Of the entries below, return exactly those lines that fall between the one containing "a response body." and the one containing "let items = match", the two end lines included.

Start of Given records

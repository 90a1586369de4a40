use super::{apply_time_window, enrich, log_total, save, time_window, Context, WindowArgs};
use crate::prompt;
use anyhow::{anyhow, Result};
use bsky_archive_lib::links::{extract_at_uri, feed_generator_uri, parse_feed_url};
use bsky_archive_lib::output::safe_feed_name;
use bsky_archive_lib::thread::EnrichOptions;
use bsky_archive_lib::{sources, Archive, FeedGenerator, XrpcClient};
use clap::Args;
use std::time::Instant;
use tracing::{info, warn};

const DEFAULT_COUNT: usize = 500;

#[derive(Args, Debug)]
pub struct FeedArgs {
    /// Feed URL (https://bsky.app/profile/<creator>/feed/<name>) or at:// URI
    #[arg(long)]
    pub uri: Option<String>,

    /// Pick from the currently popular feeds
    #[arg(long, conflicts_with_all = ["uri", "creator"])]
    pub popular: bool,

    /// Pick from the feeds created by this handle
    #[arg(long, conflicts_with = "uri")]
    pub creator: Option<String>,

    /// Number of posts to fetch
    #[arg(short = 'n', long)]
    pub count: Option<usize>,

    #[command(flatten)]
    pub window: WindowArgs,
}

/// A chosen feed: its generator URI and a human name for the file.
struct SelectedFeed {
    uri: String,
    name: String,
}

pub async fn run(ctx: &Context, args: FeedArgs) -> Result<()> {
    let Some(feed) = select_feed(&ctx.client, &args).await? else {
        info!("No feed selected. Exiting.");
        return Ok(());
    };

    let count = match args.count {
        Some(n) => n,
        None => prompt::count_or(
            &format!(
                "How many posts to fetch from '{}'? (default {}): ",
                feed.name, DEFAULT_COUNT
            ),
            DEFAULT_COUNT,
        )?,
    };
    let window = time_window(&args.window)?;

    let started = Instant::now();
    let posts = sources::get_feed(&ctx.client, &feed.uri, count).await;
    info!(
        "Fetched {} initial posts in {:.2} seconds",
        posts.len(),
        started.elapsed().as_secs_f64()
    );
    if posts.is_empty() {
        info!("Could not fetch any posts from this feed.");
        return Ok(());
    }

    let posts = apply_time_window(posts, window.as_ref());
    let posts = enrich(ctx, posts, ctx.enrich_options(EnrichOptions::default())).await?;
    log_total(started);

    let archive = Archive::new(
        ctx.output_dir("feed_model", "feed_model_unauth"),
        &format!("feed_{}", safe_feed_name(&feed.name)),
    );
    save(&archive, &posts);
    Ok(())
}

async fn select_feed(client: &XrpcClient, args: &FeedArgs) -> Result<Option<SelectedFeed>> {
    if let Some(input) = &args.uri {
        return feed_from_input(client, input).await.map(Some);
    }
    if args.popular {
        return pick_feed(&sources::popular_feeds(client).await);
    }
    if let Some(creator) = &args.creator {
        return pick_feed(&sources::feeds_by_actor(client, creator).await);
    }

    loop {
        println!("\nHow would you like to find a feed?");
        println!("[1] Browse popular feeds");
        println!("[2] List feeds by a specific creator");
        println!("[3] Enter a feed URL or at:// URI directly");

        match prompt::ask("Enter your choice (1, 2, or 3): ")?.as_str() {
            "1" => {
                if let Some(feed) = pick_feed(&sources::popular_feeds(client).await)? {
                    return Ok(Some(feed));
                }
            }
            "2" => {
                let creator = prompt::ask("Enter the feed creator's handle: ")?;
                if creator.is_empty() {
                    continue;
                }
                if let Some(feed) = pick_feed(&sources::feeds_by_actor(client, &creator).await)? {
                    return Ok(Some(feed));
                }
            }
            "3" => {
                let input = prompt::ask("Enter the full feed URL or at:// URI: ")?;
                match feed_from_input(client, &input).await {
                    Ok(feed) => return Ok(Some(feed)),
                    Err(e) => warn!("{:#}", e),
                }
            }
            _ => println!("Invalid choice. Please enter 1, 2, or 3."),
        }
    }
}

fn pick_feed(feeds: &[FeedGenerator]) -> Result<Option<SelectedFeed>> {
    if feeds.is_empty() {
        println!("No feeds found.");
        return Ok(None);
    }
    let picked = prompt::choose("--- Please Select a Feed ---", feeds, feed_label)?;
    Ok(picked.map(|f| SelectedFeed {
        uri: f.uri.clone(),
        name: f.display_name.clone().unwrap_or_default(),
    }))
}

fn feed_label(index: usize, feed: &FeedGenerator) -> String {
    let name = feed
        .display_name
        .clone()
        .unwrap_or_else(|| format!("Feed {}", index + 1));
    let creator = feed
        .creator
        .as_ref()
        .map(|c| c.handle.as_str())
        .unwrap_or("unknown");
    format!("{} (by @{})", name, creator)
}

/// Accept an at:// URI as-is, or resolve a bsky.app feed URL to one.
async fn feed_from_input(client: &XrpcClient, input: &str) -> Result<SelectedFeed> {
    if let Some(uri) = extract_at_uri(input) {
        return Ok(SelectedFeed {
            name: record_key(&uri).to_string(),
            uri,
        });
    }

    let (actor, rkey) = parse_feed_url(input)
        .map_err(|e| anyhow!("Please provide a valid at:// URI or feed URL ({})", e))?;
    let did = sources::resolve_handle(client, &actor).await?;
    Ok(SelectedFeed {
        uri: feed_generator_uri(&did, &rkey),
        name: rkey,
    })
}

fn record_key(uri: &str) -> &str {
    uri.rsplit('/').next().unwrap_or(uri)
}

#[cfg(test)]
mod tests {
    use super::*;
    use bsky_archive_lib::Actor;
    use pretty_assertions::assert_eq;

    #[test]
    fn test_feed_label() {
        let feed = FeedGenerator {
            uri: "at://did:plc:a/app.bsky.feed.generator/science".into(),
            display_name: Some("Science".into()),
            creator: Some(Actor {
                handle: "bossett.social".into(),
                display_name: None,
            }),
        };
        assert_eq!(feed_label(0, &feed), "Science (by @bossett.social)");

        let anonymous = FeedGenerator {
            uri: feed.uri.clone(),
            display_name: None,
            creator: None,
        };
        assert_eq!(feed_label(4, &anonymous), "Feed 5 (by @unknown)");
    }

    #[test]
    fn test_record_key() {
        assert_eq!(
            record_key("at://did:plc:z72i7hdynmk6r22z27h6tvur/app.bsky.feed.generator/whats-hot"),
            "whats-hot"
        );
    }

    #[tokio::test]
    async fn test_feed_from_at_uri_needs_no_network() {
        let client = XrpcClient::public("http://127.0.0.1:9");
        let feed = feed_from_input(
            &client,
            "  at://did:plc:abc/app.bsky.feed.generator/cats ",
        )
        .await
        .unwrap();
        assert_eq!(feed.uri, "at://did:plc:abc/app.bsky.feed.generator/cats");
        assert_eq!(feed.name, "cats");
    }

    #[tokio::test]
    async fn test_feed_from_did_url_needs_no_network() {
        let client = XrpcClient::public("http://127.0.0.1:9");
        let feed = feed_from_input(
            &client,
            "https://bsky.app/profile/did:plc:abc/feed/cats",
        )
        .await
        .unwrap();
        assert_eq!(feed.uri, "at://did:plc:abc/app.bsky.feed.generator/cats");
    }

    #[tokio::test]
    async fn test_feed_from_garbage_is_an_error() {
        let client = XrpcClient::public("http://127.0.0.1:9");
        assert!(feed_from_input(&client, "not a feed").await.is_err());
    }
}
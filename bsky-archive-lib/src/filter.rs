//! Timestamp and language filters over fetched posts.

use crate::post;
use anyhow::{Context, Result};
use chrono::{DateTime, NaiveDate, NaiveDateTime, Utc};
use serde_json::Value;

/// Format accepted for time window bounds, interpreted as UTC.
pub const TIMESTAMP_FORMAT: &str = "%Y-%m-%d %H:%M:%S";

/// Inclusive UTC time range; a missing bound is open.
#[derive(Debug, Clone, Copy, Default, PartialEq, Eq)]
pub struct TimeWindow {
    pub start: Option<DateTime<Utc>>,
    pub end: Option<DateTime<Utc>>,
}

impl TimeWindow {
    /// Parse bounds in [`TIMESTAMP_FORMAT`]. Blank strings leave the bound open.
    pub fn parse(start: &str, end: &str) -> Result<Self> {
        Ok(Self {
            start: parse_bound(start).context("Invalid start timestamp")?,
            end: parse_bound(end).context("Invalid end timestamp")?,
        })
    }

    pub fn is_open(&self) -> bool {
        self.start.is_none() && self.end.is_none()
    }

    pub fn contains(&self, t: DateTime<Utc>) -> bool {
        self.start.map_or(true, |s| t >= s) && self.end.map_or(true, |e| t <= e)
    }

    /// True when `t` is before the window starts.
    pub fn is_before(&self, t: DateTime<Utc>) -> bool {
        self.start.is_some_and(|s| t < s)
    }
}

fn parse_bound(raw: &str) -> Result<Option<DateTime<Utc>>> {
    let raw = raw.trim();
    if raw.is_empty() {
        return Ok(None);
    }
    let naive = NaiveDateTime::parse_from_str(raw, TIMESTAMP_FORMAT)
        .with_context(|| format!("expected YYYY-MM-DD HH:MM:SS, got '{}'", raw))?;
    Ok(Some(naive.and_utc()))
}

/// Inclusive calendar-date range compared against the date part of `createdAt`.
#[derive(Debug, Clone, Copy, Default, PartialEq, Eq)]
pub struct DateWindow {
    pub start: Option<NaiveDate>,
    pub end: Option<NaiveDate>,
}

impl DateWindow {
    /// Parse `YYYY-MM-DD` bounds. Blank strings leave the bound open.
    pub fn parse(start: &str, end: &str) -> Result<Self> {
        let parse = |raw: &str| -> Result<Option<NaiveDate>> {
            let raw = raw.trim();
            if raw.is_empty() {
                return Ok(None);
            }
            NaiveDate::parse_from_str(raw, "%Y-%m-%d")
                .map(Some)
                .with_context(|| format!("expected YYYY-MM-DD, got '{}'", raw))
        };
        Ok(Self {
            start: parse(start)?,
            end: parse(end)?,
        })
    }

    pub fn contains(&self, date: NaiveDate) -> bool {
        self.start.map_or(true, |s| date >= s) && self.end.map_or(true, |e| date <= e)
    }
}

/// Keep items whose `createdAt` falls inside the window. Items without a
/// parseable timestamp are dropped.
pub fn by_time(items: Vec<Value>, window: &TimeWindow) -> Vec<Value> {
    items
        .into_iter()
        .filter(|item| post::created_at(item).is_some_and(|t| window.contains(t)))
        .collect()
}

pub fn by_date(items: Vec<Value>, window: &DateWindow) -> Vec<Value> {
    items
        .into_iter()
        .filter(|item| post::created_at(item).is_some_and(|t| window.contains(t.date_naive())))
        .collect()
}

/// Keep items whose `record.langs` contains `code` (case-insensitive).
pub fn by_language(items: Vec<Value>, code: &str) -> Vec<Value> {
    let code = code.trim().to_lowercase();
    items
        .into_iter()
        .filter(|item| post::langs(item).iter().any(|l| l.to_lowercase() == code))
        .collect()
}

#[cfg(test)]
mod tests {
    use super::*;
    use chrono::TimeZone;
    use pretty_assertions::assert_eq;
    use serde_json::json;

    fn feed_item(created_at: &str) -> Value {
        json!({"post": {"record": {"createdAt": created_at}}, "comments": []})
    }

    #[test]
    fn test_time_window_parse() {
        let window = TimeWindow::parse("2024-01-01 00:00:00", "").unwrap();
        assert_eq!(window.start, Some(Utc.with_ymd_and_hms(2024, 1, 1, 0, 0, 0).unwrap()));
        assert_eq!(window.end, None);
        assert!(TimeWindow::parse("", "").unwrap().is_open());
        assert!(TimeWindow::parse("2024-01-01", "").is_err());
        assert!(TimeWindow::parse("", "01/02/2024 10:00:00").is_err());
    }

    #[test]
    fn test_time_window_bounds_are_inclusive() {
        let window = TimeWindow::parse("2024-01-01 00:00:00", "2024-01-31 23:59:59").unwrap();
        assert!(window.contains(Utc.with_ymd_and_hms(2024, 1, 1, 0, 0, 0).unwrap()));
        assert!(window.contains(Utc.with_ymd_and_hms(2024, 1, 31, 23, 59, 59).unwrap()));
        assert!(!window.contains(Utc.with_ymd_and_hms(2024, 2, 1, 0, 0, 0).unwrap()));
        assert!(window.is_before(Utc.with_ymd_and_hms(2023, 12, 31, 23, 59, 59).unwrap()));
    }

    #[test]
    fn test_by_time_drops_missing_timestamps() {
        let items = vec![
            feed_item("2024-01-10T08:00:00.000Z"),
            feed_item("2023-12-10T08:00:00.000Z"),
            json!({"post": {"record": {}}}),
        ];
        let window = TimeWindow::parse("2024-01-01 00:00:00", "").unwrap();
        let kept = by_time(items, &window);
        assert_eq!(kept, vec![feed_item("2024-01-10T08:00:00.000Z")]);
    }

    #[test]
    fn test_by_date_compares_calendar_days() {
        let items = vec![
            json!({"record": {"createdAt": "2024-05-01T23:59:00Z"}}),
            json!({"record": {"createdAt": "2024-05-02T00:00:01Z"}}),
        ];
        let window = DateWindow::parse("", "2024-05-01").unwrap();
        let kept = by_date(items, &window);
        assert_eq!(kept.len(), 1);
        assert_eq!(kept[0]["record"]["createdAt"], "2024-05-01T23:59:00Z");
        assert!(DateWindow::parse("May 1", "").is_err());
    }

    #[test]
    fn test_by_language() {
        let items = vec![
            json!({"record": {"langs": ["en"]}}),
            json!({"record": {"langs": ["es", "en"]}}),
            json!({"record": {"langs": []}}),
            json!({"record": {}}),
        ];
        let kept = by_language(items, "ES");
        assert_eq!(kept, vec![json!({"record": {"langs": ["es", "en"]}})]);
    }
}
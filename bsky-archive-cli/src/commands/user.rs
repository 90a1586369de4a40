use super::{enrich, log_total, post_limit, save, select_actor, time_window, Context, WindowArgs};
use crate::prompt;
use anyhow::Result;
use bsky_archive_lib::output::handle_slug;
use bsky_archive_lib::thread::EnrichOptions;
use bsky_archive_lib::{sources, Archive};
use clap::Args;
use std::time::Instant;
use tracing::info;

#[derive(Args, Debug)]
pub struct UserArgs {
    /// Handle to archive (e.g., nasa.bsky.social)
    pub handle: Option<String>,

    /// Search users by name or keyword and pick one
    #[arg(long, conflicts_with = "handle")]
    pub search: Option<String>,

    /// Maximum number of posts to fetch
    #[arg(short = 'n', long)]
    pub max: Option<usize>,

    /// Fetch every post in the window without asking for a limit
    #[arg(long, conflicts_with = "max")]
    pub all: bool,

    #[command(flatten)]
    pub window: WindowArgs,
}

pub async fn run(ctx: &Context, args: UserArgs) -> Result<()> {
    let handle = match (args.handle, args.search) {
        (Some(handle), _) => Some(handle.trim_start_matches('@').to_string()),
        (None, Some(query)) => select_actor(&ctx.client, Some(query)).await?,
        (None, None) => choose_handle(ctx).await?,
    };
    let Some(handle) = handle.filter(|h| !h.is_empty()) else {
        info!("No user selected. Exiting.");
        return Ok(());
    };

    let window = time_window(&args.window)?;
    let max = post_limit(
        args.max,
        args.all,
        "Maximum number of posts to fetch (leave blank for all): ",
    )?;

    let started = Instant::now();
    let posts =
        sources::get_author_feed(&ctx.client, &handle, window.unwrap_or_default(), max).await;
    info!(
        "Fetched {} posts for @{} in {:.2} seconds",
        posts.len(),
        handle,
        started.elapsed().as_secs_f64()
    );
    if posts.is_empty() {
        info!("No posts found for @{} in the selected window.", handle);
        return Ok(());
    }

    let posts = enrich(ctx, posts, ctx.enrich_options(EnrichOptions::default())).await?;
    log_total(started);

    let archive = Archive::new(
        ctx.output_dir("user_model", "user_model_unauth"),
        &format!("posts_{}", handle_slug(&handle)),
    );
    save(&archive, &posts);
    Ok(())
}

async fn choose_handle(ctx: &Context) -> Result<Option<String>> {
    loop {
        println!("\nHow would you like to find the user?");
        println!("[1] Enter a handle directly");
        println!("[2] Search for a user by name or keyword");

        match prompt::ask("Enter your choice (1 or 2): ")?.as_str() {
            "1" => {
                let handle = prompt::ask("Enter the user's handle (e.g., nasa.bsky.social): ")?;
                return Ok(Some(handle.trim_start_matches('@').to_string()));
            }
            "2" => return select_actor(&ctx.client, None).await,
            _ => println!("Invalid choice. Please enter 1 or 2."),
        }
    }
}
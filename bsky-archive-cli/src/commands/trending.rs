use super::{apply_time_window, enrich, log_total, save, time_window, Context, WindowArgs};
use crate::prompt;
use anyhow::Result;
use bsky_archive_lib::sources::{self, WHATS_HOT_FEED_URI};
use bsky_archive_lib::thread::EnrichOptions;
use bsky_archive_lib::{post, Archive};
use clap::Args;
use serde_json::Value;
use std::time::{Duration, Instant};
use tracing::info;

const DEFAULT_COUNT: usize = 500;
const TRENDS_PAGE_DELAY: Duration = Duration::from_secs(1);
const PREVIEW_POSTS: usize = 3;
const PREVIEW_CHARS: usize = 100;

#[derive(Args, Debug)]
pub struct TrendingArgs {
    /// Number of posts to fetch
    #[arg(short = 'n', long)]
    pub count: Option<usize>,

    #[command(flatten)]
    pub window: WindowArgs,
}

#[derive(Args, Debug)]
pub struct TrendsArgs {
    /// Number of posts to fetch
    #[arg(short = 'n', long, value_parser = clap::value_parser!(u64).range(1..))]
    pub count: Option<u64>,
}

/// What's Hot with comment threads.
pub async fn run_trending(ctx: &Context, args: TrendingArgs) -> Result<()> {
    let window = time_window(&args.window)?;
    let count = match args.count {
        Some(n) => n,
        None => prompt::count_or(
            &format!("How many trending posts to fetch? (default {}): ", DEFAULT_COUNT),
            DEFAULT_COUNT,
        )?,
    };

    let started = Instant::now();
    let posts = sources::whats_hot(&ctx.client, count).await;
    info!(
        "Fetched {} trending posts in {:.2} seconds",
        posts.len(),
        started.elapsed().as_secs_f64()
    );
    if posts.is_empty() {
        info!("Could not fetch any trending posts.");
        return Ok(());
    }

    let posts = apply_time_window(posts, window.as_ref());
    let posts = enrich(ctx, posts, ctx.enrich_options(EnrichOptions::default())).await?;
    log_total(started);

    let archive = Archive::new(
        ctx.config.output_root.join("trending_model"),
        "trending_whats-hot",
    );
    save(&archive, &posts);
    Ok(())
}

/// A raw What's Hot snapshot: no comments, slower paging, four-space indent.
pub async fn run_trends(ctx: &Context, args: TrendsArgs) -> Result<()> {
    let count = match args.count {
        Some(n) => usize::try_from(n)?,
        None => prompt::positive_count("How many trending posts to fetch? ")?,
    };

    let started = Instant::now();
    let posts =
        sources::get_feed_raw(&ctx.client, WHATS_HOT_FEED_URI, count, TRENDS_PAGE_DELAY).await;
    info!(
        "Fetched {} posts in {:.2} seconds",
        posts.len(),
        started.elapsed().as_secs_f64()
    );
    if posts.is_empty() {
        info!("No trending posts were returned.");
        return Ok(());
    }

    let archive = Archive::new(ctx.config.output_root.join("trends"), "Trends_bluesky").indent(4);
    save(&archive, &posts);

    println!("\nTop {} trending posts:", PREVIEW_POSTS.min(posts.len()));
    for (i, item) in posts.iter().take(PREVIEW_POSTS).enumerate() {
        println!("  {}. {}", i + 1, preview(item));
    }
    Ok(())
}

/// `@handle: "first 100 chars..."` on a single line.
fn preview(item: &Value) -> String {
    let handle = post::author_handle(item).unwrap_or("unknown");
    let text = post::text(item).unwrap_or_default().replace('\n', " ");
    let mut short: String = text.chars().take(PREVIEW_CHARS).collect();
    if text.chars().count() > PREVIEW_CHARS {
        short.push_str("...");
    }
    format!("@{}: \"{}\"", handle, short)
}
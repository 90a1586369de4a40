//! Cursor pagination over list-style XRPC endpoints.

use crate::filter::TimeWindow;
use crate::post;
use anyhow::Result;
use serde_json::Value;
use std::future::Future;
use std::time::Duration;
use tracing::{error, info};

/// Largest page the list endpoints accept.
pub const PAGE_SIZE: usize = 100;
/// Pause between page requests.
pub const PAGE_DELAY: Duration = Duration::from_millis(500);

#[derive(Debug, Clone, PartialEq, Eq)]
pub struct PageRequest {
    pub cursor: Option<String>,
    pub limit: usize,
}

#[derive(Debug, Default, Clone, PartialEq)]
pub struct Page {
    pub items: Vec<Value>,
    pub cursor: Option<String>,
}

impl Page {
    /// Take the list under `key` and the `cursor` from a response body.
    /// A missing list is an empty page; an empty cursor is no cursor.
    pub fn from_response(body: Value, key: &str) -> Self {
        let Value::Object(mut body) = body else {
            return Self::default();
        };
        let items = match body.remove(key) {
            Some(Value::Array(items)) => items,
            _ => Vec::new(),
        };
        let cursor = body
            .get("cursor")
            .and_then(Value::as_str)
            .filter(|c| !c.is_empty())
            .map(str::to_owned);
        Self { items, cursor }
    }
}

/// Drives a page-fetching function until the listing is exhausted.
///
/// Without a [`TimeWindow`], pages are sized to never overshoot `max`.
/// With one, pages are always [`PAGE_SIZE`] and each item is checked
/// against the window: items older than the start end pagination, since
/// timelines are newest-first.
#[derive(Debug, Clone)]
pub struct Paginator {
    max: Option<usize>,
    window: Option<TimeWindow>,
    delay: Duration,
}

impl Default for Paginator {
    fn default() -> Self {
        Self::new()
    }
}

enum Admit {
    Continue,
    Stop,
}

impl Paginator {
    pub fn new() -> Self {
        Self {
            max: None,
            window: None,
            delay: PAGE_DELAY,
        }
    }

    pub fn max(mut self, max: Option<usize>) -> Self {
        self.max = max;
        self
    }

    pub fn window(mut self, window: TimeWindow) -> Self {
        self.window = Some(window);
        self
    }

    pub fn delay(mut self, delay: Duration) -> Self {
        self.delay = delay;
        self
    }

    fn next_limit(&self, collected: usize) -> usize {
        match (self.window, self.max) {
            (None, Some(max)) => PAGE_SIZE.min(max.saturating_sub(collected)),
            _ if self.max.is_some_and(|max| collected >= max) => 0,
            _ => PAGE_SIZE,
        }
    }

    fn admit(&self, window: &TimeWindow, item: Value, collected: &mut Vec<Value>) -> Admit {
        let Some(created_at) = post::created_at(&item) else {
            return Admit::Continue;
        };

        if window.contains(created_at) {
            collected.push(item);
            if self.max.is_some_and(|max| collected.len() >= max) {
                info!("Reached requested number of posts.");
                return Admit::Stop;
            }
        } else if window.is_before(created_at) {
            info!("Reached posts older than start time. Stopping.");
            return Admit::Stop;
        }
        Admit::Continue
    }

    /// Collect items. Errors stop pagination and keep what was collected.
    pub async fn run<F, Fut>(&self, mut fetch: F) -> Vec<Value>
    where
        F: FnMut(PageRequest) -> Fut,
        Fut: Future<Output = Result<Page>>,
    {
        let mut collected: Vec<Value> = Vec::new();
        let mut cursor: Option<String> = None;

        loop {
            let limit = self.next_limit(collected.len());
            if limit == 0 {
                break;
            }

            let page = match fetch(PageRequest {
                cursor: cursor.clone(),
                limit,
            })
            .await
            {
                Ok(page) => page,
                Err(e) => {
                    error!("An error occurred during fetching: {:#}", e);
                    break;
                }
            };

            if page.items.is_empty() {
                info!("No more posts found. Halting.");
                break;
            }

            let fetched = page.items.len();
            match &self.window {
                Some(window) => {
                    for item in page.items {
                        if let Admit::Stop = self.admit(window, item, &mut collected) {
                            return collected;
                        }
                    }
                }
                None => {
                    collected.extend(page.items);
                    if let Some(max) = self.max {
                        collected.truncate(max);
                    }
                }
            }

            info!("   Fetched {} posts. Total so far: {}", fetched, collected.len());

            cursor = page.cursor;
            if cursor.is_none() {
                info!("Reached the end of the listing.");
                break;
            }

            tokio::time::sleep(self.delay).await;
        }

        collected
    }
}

End of Given records

• Exercise solution:
    /// Take the list under `key` and the `cursor` from a response body.
    /// A missing list is an empty page; an empty cursor is no cursor.
    pub fn from_response(body: Value, key: &str) -> Self {
        let Value::Object(mut body) = body else {
            return Self::default();
        };
        let items = match body.remove(key) {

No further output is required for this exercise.